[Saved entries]
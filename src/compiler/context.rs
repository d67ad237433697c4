//! Shared state of one optimization run.
//!
//! The [`CompilerContext`] is handed to every pass by shared reference. It
//! carries the configuration, the builtin module table, the event log and
//! the set of functions any pass has changed. The tree itself is not part of
//! the context: it flows through the passes as `&mut Module`.

use std::{
    sync::Arc,
    time::{Duration, Instant},
};

use dashmap::DashSet;

use crate::{
    compiler::{config::OptimizerConfig, events::EventLog},
    eval::ModuleTable,
};

/// Marker used in [`CompilerContext::changed_functions`] for module-level code.
pub const MODULE_SCOPE: &str = "<module>";

/// Shared state for the pass pipeline.
pub struct CompilerContext {
    /// Accumulated events from all passes.
    pub events: EventLog,

    /// Pipeline configuration.
    pub config: OptimizerConfig,

    /// The builtin namespace folding and analyses resolve against.
    pub table: Arc<ModuleTable>,

    /// Functions changed by at least one pass, [`MODULE_SCOPE`] for the top level.
    pub changed_functions: DashSet<String>,

    start_time: Instant,
}

impl CompilerContext {
    /// Creates a context for one run.
    #[must_use]
    pub fn new(config: OptimizerConfig, table: Arc<ModuleTable>) -> Self {
        Self {
            events: EventLog::new(),
            config,
            table,
            changed_functions: DashSet::new(),
            start_time: Instant::now(),
        }
    }

    /// Returns the elapsed time since the context was created.
    #[must_use]
    pub fn elapsed(&self) -> Duration {
        self.start_time.elapsed()
    }

    /// Records that a function was rewritten. `None` is the module level.
    pub fn mark_changed(&self, function: Option<&str>) {
        self.changed_functions
            .insert(function.unwrap_or(MODULE_SCOPE).to_string());
    }

    /// Returns `true` if a pass rewrote the function.
    #[must_use]
    pub fn is_changed(&self, function: &str) -> bool {
        self.changed_functions.contains(function)
    }
}

impl Default for CompilerContext {
    fn default() -> Self {
        Self::new(
            OptimizerConfig::default(),
            Arc::new(ModuleTable::standard()),
        )
    }
}

#[cfg(test)]
mod tests {
    use super::*;

    #[test]
    fn test_change_tracking() {
        let ctx = CompilerContext::default();
        ctx.mark_changed(Some("foo"));
        ctx.mark_changed(None);
        ctx.mark_changed(Some("foo"));
        assert!(ctx.is_changed("foo"));
        assert!(ctx.is_changed(MODULE_SCOPE));
        assert!(!ctx.is_changed("bar"));
        assert_eq!(ctx.changed_functions.len(), 2);
    }
}
//! List comprehension lowering.
//!
//! A list comprehension that is only ever iterated once where it is produced
//! does not need to materialize its list, so it becomes a generator
//! expression with the same element and clauses.

use crate::{
    analysis::{Analyses, AnalysisKind},
    ast::{ExprKind, Module},
    compiler::{pass::TreePass, passes::rewrite_exprs, CompilerContext, EventKind},
    Result,
};

/// Turns potential-iterator list comprehensions into generator expressions.
#[derive(Debug, Default)]
pub struct ListCompToGenexpPass;

impl ListCompToGenexpPass {
    /// Creates a new comprehension lowering pass.
    #[must_use]
    pub fn new() -> Self {
        Self
    }
}

impl TreePass for ListCompToGenexpPass {
    fn name(&self) -> &'static str {
        "listcomp-to-genexp"
    }

    fn description(&self) -> &'static str {
        "Lowers list comprehensions that are only iterated to generator expressions"
    }

    fn requires(&self) -> &'static [AnalysisKind] {
        &[AnalysisKind::PotentialIterators]
    }

    fn run(&self, module: &mut Module, analyses: &Analyses, ctx: &CompilerContext) -> Result<bool> {
        let iterators = analyses.potential_iterators()?;
        if iterators.is_empty() {
            return Ok(false);
        }

        Ok(rewrite_exprs(&mut module.body, None, &mut |expr, function| {
            if !iterators.contains(expr.id) || !matches!(expr.kind, ExprKind::ListComp { .. }) {
                return false;
            }
            expr.kind = match std::mem::replace(&mut expr.kind, ExprKind::Tuple(Vec::new())) {
                ExprKind::ListComp { elt, generators } => ExprKind::GeneratorExp { elt, generators },
                other => other,
            };
            ctx.events
                .record(EventKind::ComprehensionLowered)
                .at(function, expr.id)
                .message(format!("{expr}"));
            ctx.mark_changed(function);
            true
        }))
    }
}

#[cfg(test)]
mod tests {
    use super::*;
    use crate::{
        ast::{BinOp, Expr, Stmt},
        test::{apply, function_module, ret_function},
    };

    fn squares(iter: Expr) -> Expr {
        Expr::list_comp(
            Expr::binop(Expr::name("x"), BinOp::Mul, Expr::name("x")),
            "x",
            iter,
        )
    }

    #[test]
    fn test_consumed_comprehension_lowered() {
        let mut module = Module::new(vec![Stmt::function_def(
            "foo",
            &["n"],
            vec![Stmt::ret(Some(Expr::call_named("sum", vec![squares(Expr::name("n"))])))],
        )]);
        assert!(apply(&mut ListCompToGenexpPass::new(), &mut module).unwrap());
        assert_eq!(
            module.to_string(),
            "def foo(n):\n    return sum((x * x for x in n))\n"
        );
        assert!(!apply(&mut ListCompToGenexpPass::new(), &mut module).unwrap());
    }

    #[test]
    fn test_returned_comprehension_kept() {
        let mut module = ret_function(squares(Expr::name("n")));
        assert!(!apply(&mut ListCompToGenexpPass::new(), &mut module).unwrap());
    }

    #[test]
    fn test_stored_comprehension_kept() {
        // a = [x * x for x in n]; for y in a: print(y)
        let mut module = function_module(vec![
            Stmt::assign_name("a", squares(Expr::name("n"))),
            Stmt::for_loop(
                "y",
                Expr::name("a"),
                vec![Stmt::expr(Expr::call_named("print", vec![Expr::name("y")]))],
            ),
        ]);
        assert!(!apply(&mut ListCompToGenexpPass::new(), &mut module).unwrap());
    }
}
//! Node identities.
//!
//! Every expression, statement and parameter carries an [`AstId`]. Analyses key
//! their fact tables by id rather than by structural equality, so two equal
//! subtrees at different positions stay distinguishable and a freshly created
//! node never inherits facts computed for the node it replaced.

use std::{
    fmt,
    sync::atomic::{AtomicU32, Ordering},
};

use serde::{Deserialize, Deserializer, Serialize, Serializer};

/// Next identity to hand out. Zero is never allocated.
static NEXT_ID: AtomicU32 = AtomicU32::new(1);

/// A process-unique identifier for a syntax tree node.
///
/// Ids are allocated from a global counter, so nodes built by independent
/// builders, parsers or deep copies can never collide.
///
/// # Examples
///
/// ```rust
/// use midend::ast::AstId;
///
/// let a = AstId::fresh();
/// let b = AstId::fresh();
/// assert_ne!(a, b);
/// assert!(b.index() > a.index());
/// ```
#[derive(Clone, Copy, PartialEq, Eq, PartialOrd, Ord, Hash)]
pub struct AstId(u32);

impl AstId {
    /// Allocates a new, never before used identity.
    #[must_use]
    pub fn fresh() -> Self {
        AstId(NEXT_ID.fetch_add(1, Ordering::Relaxed))
    }

    /// Returns the raw numeric value of this identity.
    #[must_use]
    #[inline]
    pub const fn index(self) -> u32 {
        self.0
    }

    /// Reconstructs an identity from a raw value and reserves it.
    ///
    /// Used when a tree is loaded from an external representation: the global
    /// counter is advanced past `raw` so later [`AstId::fresh`] calls cannot
    /// hand out the same value again.
    #[must_use]
    pub fn from_raw(raw: u32) -> Self {
        NEXT_ID.fetch_max(raw.saturating_add(1), Ordering::Relaxed);
        AstId(raw)
    }
}

impl fmt::Debug for AstId {
    fn fmt(&self, f: &mut fmt::Formatter<'_>) -> fmt::Result {
        write!(f, "#{}", self.0)
    }
}

impl fmt::Display for AstId {
    fn fmt(&self, f: &mut fmt::Formatter<'_>) -> fmt::Result {
        write!(f, "#{}", self.0)
    }
}

impl Serialize for AstId {
    fn serialize<S: Serializer>(&self, serializer: S) -> Result<S::Ok, S::Error> {
        serializer.serialize_u32(self.0)
    }
}

impl<'de> Deserialize<'de> for AstId {
    fn deserialize<D: Deserializer<'de>>(deserializer: D) -> Result<Self, D::Error> {
        u32::deserialize(deserializer).map(AstId::from_raw)
    }
}

#[cfg(test)]
mod tests {
    use super::*;

    #[test]
    fn test_fresh_ids_are_unique() {
        let ids: Vec<AstId> = (0..100).map(|_| AstId::fresh()).collect();
        for (i, a) in ids.iter().enumerate() {
            for b in &ids[i + 1..] {
                assert_ne!(a, b);
            }
        }
    }

    #[test]
    fn test_from_raw_reserves() {
        let high = AstId::fresh().index() + 1000;
        let loaded = AstId::from_raw(high);
        assert_eq!(loaded.index(), high);
        assert!(AstId::fresh().index() > high);
    }

    #[test]
    fn test_display() {
        let id = AstId::from_raw(7);
        assert_eq!(format!("{id}"), "#7");
        assert_eq!(format!("{id:?}"), "#7");
    }
}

* [Your task]: Every line above that contains the word "value" should be reported.

* [Task solution]:
    /// Returns the raw numeric value of this identity.
    /// Reconstructs an identity from a raw value and reserves it.
    /// hand out the same value again.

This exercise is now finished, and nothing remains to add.